Segment Start: Records supplied

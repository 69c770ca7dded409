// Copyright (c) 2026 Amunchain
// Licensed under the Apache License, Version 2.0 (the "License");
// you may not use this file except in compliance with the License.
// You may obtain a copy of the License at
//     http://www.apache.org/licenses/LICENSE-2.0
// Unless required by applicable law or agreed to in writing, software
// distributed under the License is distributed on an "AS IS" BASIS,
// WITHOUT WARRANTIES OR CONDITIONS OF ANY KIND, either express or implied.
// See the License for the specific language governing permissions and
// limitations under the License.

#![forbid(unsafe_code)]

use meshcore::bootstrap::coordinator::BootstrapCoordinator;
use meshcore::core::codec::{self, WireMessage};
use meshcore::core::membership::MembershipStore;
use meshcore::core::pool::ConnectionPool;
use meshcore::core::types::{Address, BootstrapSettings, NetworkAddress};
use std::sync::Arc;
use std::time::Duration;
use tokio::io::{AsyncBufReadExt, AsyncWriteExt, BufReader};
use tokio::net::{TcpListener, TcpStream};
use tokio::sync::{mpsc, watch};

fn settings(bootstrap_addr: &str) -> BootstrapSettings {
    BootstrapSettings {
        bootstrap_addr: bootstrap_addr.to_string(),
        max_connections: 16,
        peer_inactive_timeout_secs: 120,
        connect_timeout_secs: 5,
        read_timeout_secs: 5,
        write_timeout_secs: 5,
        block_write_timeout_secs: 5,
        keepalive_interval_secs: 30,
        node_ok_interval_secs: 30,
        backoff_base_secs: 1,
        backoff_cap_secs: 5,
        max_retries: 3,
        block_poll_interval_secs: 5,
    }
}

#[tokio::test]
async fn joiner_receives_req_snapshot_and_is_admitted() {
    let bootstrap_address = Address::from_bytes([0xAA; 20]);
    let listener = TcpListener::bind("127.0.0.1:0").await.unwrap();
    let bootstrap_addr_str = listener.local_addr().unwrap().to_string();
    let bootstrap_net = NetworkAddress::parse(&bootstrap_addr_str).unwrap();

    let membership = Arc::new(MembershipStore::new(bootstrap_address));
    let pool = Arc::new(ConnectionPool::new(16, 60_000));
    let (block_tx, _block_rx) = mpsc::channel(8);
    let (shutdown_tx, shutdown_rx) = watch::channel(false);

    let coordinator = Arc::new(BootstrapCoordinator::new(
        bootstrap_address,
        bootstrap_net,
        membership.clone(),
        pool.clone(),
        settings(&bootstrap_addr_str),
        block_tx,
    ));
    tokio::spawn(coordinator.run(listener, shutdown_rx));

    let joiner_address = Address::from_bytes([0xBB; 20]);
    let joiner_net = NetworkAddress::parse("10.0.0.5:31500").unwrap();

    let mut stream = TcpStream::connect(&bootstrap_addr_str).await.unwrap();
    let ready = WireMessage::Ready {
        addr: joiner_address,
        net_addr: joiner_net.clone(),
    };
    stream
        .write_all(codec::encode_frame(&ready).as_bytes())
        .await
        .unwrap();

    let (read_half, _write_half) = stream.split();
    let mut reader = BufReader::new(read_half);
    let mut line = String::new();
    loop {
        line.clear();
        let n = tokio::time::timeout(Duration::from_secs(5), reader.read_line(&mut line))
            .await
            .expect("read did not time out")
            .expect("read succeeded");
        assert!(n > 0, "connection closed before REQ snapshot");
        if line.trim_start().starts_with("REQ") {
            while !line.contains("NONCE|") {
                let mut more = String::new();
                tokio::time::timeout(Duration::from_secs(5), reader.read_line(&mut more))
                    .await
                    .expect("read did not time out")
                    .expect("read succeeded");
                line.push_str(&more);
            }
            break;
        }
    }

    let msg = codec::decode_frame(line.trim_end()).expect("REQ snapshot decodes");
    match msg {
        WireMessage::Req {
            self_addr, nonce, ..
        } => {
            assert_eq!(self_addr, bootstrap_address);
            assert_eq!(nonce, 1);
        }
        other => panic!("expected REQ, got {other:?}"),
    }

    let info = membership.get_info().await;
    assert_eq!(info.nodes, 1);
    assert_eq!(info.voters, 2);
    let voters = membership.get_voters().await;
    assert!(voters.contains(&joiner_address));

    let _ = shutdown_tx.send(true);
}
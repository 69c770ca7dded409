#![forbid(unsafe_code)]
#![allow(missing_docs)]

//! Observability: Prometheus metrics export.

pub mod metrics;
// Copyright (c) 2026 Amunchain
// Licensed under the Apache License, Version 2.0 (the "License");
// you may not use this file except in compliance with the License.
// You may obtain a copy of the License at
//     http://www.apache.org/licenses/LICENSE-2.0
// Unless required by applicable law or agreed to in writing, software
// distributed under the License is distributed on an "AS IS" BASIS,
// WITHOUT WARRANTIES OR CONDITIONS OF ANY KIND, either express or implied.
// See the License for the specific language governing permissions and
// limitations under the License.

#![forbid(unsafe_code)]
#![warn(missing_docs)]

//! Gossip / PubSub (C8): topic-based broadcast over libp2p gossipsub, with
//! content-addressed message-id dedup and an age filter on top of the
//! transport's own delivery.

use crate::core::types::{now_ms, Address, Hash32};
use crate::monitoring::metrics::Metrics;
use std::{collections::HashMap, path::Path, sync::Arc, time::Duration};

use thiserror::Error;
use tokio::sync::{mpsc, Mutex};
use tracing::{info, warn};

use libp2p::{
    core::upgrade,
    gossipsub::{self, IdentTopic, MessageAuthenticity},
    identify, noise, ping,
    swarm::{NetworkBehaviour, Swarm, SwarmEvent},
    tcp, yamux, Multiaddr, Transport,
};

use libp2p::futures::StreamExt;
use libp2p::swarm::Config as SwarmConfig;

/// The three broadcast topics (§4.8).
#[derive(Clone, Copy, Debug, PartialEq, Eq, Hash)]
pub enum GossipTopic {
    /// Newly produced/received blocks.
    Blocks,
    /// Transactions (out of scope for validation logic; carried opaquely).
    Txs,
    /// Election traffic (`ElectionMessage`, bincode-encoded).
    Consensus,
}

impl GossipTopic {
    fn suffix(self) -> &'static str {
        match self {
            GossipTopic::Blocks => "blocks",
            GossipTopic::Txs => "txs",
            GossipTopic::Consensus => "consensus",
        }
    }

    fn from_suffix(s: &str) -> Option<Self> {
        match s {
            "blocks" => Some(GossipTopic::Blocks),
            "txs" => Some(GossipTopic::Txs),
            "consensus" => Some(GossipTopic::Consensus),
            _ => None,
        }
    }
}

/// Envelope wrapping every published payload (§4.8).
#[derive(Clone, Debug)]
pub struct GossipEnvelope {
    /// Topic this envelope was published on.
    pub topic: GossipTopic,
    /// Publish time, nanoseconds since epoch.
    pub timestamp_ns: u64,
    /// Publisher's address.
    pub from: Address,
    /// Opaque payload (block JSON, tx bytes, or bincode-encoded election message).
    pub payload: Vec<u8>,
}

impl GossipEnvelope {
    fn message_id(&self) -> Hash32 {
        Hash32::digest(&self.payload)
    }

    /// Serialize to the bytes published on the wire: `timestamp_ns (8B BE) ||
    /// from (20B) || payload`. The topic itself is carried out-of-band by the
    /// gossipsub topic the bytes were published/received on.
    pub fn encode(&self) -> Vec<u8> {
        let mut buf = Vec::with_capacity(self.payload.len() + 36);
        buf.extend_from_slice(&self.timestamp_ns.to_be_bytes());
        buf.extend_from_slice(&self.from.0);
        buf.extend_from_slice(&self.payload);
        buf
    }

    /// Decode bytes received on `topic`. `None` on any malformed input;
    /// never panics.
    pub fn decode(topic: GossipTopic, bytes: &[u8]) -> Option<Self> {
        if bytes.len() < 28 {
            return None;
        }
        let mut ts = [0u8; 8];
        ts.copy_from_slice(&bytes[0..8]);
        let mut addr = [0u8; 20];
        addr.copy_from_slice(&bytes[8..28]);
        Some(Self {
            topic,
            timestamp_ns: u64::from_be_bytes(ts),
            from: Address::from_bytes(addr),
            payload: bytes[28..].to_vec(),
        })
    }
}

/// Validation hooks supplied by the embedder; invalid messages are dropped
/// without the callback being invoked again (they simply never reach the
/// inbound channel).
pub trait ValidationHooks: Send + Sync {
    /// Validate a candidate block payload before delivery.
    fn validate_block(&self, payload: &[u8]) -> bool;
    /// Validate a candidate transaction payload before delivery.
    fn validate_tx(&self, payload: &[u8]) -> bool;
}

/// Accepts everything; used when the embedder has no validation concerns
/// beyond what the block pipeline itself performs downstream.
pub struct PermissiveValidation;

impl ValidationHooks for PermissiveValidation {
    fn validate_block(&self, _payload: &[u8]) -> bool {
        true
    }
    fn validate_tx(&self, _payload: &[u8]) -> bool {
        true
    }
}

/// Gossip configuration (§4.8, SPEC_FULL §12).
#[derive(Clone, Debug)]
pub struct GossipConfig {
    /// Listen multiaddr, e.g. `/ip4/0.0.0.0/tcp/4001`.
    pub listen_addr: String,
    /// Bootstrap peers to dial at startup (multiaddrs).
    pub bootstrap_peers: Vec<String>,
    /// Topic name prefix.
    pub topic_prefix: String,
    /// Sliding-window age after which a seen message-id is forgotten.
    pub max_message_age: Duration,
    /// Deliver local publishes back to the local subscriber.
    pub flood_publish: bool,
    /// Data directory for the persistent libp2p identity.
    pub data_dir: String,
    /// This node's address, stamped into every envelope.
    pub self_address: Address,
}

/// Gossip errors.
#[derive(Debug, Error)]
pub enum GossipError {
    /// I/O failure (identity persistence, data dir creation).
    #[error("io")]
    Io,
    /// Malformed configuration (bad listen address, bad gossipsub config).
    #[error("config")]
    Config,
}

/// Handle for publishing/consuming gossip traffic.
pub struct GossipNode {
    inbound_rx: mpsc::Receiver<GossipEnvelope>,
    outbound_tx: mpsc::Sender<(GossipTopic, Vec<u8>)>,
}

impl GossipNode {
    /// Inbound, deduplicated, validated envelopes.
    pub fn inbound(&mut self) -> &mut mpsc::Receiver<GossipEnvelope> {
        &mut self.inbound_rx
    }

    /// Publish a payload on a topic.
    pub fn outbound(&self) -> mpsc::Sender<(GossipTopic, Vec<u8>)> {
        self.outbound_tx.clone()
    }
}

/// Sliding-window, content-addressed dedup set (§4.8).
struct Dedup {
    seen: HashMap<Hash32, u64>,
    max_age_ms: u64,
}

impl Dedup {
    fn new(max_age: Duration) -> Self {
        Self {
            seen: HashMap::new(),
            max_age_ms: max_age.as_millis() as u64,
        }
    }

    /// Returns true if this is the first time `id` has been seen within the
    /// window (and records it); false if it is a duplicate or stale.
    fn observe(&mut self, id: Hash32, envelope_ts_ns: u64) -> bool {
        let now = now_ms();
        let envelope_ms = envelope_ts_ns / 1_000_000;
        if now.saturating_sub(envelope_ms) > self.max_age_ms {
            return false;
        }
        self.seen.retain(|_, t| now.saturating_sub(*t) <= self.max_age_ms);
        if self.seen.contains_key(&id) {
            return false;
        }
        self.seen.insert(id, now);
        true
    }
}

Segment End: Records supplied

— Problem details —
Find each line in the records that contains the string "None", then say how many there are and nothing else.

— Response area —
3